To locate data first you need an address; addresses are generated in different ways for any given DHT but is commonly a hash of either the description (“Fedora ISO”), file location/name (“dht://news”), or even a hash of the file contents themselves. The lookup message is then sent to this address and in doing so will get routed to the node with the closest matching address. The routing is fish-eye: nodes have more knowledge about the nodes with closer addresses and sparse knowledge of further addresses. The result is that the average number of hops to locate a node is logarthmic to the size of the network but so are the size of any one nodes routing table, so the burden isn’t too much.
To ensure correct operation, DHTs keep track of the closest addressed nodes (typically the closest 8 on each side). These nodes make up the ‘leaf set’ and are often used for special purposes such as redundantly storing data if the DHT is for file sharing/storage. It’s “easy” to keep this correct because the final step when joining a ring is to contact the node who’s currently closest to your desired address.
Functionallity of the Haskell DHT Library
Originally I worked toward Pastry like functionallity, but then I read a paper on churn and opted to implement Chord like policies on join, stabilize and key space management.
I’ve implemented the basic operations of routing, periodic leaf set matainence, join operations requiring an atomic operation on only a single (successor) node, and IPv4 support via network-data. This is built on Control-Engine, so you can instruct nodes to route or deliver using as many haskell threads as you want. Beyond that, adding hooks is what Control-Engine is built for, so its easily to plug in modules for load conditioning, authentication, statistics gathering, and arbitrary message mutation.
Using the DHT Library
The main job in starting a node is building the ‘Application’ definition. The application must provide actions to act on delivered messages and notifications about leaf set changes and forwarded messages (giving it the opportunity to alter forwarded messages). Additionally, the app is provided with a ‘route’ method to send messages of its own. I won’t go in to depth on this right now as I’m not yet releasing the library.
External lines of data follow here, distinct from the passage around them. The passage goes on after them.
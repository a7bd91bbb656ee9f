//! Blue Fruit Core - Shared types library.
//!
//! This crate provides common types used across the Blue Fruit mobile app:
//! - `app` - The cart/checkout/session core driven by the UI shell
//!
//! # Architecture
//!
//! The core crate contains only types - no I/O, no storage access, no HTTP
//! clients. This keeps it lightweight and allows it to be used anywhere.
//!
//! # Modules
//!
//! - [`types`] - Newtype wrappers for type-safe IDs, money, phone numbers,
//!   emails, and statuses

#![cfg_attr(not(test), forbid(unsafe_code))]

pub mod types;

pub use types::*;
//! Closed lookup table of El Salvador departments and their municipalities.
//!
//! Shipping addresses must name a department and one of its municipalities;
//! neither field is free text.

/// Every department with its municipalities, in display order.
pub static DEPARTMENTS: &[(&str, &[&str])] = &[
    (
        "Ahuachapán",
        &[
            "Ahuachapán",
            "Apaneca",
            "Atiquizaya",
            "Concepción de Ataco",
            "El Refugio",
            "Guaymango",
            "Jujutla",
            "San Francisco Menéndez",
            "San Lorenzo",
            "San Pedro Puxtla",
            "Tacuba",
            "Turín",
        ],
    ),
    (
        "Santa Ana",
        &[
            "Candelaria de la Frontera",
            "Chalchuapa",
            "Coatepeque",
            "El Congo",
            "El Porvenir",
            "Masahuat",
            "Metapán",
            "San Antonio Pajonal",
            "San Sebastián Salitrillo",
            "Santa Ana",
            "Santa Rosa Guachipilín",
            "Santiago de la Frontera",
            "Texistepeque",
        ],
    ),
    (
        "Sonsonate",
        &[
            "Acajutla",
            "Armenia",
            "Caluco",
            "Cuisnahuat",
            "Izalco",
            "Juayúa",
            "Nahuizalco",
            "Nahulingo",
            "Salcoatitán",
            "San Antonio del Monte",
            "San Julián",
            "Santa Catarina Masahuat",
            "Santa Isabel Ishuatán",
            "Santo Domingo Guzmán",
            "Sonsonate",
            "Sonzacate",
        ],
    ),
    (
        "Chalatenango",
        &[
            "Agua Caliente",
            "Arcatao",
            "Azacualpa",
            "Chalatenango",
            "Citala",
            "Comalapa",
            "Concepción Quezaltepeque",
            "Dulce Nombre de María",
            "El Carrizal",
            "El Paraíso",
            "La Laguna",
            "La Palma",
            "La Reina",
            "Las Vueltas",
            "Nueva Concepción",
            "Nueva Trinidad",
            "Nombre de Jesús",
            "Ojos de Agua",
            "Potonico",
            "San Antonio de la Cruz",
            "San Antonio Los Ranchos",
            "San Fernando",
            "San Francisco Lempa",
            "San Francisco Morazán",
            "San Ignacio",
            "San Isidro Labrador",
            "San José Cancasque",
            "San José Las Flores",
            "San Luis del Carmen",
            "San Miguel de Mercedes",
            "San Rafael",
            "Santa Rita",
            "Tejutla",
        ],
    ),
    (
        "La Libertad",
        &[
            "Antiguo Cuscatlán",
            "Chiltiupán",
            "Ciudad Arce",
            "Colón",
            "Comasagua",
            "Huizúcar",
            "Jayaque",
            "Jicalapa",
            "La Libertad",
            "Santa Tecla",
            "Nuevo Cuscatlán",
            "San Juan Opico",
            "Quezaltepeque",
            "Sacacoyo",
            "San José Villanueva",
            "San Matías",
            "San Pablo Tacachico",
            "Talnique",
            "Tamanique",
            "Teotepeque",
            "Tepecoyo",
            "Zaragoza",
        ],
    ),
    (
        "San Salvador",
        &[
            "Aguilares",
            "Apopa",
            "Ayutuxtepeque",
            "Cuscatancingo",
            "Ciudad Delgado",
            "El Paisnal",
            "Guazapa",
            "Ilopango",
            "Mejicanos",
            "Nejapa",
            "Panchimalco",
            "Rosario de Mora",
            "San Marcos",
            "San Martín",
            "San Salvador",
            "Santiago Texacuangos",
            "Santo Tomás",
            "Soyapango",
            "Tonacatepeque",
        ],
    ),
    (
        "Cuscatlán",
        &[
            "Candelaria",
            "Cojutepeque",
            "El Carmen",
            "El Rosario",
            "Monte San Juan",
            "Oratorio de Concepción",
            "San Bartolomé Perulapía",
            "San Cristóbal",
            "San José Guayabal",
            "San Pedro Perulapán",
            "San Rafael Cedros",
            "San Ramón",
            "Santa Cruz Analquito",
            "Santa Cruz Michapa",
            "Suchitoto",
            "Tenancingo",
        ],
    ),
    (
        "La Paz",
        &[
            "Cuyultitán",
            "El Rosario",
            "Jerusalén",
            "Mercedes La Ceiba",
            "Olocuilta",
            "Paraíso de Osorio",
            "San Antonio Masahuat",
            "San Emigdio",
            "San Francisco Chinameca",
            "San Juan Nonualco",
            "San Juan Talpa",
            "San Juan Tepezontes",
            "San Luis La Herradura",
            "San Luis Talpa",
            "San Miguel Tepezontes",
            "San Pedro Masahuat",
            "San Pedro Nonualco",
            "San Rafael Obrajuelo",
            "Santa María Ostuma",
            "Santiago Nonualco",
            "Tapalhuaca",
            "Zacatecoluca",
        ],
    ),
    (
        "Cabañas",
        &[
            "Cinquera",
            "Dolores",
            "Guacotecti",
            "Ilobasco",
            "Jutiapa",
            "San Isidro",
            "Sensuntepeque",
            "Tejutepeque",
            "Victoria",
        ],
    ),
    (
        "San Vicente",
        &[
            "Apastepeque",
            "Guadalupe",
            "San Cayetano Istepeque",
            "San Esteban Catarina",
            "San Ildefonso",
            "San Lorenzo",
            "San Sebastián",
            "San Vicente",
            "Santa Clara",
            "Santo Domingo",
            "Tecoluca",
            "Tepetitán",
            "Verapaz",
        ],
    ),
    (
        "Usulután",
        &[
            "Alegría",
            "Berlín",
            "California",
            "Concepción Batres",
            "El Triunfo",
            "Ereguayquín",
            "Estanzuelas",
            "Jiquilisco",
            "Jucuapa",
            "Jucuarán",
            "Mercedes Umaña",
            "Nueva Granada",
            "Ozatlán",
            "Puerto El Triunfo",
            "San Agustín",
            "San Buenaventura",
            "San Dionisio",
            "San Francisco Javier",
            "Santa Elena",
            "Santa María",
            "Santiago de María",
            "Tecapán",
            "Usulután",
        ],
    ),
    (
        "San Miguel",
        &[
            "Carolina",
            "Chapeltique",
            "Chinameca",
            "Chirilagua",
            "Ciudad Barrios",
            "Comacarán",
            "El Tránsito",
            "Lolotique",
            "Moncagua",
            "Nueva Guadalupe",
            "Nuevo Edén de San Juan",
            "Quelepa",
            "San Antonio del Mosco",
            "San Gerardo",
            "San Jorge",
            "San Luis de la Reina",
            "San Miguel",
            "San Rafael Oriente",
            "Sesori",
            "Uluazapa",
        ],
    ),
    (
        "Morazán",
        &[
            "Arambala",
            "Cacaopera",
            "Chilanga",
            "Corinto",
            "Delicias de Concepción",
            "El Divisadero",
            "El Rosario",
            "Gualococti",
            "Guatajiagua",
            "Joateca",
            "Jocoaitique",
            "Jocoro",
            "Lolotiquillo",
            "Meanguera",
            "Osicala",
            "Perquín",
            "San Carlos",
            "San Fernando",
            "San Francisco Gotera",
            "San Isidro",
            "San Simón",
            "Sensembra",
            "Sociedad",
            "Torola",
            "Yamabal",
            "Yoloaiquín",
        ],
    ),
    (
        "La Unión",
        &[
            "Anamorós",
            "Bolívar",
            "Concepción de Oriente",
            "Conchagua",
            "El Carmen",
            "El Sauce",
            "Intipucá",
            "La Unión",
            "Lilisque",
            "Meanguera del Golfo",
            "Nueva Esparta",
            "Pasaquina",
            "Polorós",
            "San Alejo",
            "San José",
            "Santa Rosa de Lima",
            "Yayantique",
            "Yucuaiquín",
        ],
    ),
];

/// Iterate department names in display order.
pub fn department_names() -> impl Iterator<Item = &'static str> {
    DEPARTMENTS.iter().map(|(name, _)| *name)
}

/// The municipalities of `department`, or `None` for an unknown department.
#[must_use]
pub fn municipalities(department: &str) -> Option<&'static [&'static str]> {
    DEPARTMENTS
        .iter()
        .find(|(name, _)| *name == department)
        .map(|(_, towns)| *towns)
}

/// Whether `municipality` belongs to `department`.
#[must_use]
pub fn contains(department: &str, municipality: &str) -> bool {
    municipalities(department).is_some_and(|towns| towns.contains(&municipality))
}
Using the hook instructions (and a custom Application definition) I’ve instrumented the code to log when it deals with join requests (sending, forwarding, finishing) and to show the leafset when it changes. Using the resulting logs I produced graphical representations of the ring state for various simulations (graphical work was part of a Portland State course on Functional Languages).
My student site has several simulations, but the most instructive one is LeafSet50 (22MB OGG warning!). Joining nodes are shown in the top area, active nodes are displayed in the ring at the center, thick lines are join requests being forwarded around, and groups of thin lines show the latest leaf set. Aside from revealing corrupt states caused by a broken stabilize routine, you can see some interesting facts for such a crude rendering:
A) Some areas are completely void while others are so dense that four or five nodes are overlapping almost perfectly. This tells us that, at least for sparsly populated DHTs, random assignment is horrible and can result in nodes having many orders of mangnitude larger area of responsibility than their counterparts. If I had bothered to read papers about applications based on DHT libraries then I might have known exactly how bad the situation could be, but it’s interesting to see this visually as well.
B) The simulated storm of joining nodes combined with periodic stabilization results in leaf sets being massively out of date. This concerns me less given the less-than realisic cause and the fact that everything eventually settles down (in ~120 seconds), but might bite me when I start thinking about join performance.
While I know that simulating 500 nodes takes 40% of my CPU time in the steady state (there is lots of sharing of leaf sets to make sure nothing has changed), this can be dramatically decreased by making the LeafSet data structure more efficient. Other than that, I’m just now considering the types of tests I desire to run. There are no serious benchmarks yet, but I hope to understand much more about the network performance such as:
1) Number of messages for joins
2) Number of bytes used for joins
3) Bandwidth needed for the steady state
4) Message rate in the steady state
Its not named! So job one is for me to figure out a name.
Code changes needed:
Remove nodes that don’t respond to stabilize messages (they aren’t deleted currently – they just persist).
Check the liveness of nodes appearing in the route table (only leaf set nodes are checked right now)
Generalize about the network – don’t mandate IPv4!
Polymorphic ‘Message a’ type – don’t assume H-DHT does the serialization to/from lazy bytestrings!
Stabilize is rudementary – check the sequence number to make sure responses are current!
Basic security/correctness mechanisms are still needed. When other nodes send route table rows and leaf sets we just add those entries into our own structure without any confirmation.
Implement Pastry proximity work – this will require the application to provide a function “proximity :: (NodeId, IPv4,Port) -> IO Int”.
Don’t always route to the optimal node, implement some jitter. Perhaps use the provably competative adaptive routing proposed by Awerbuch et al. for MANETs.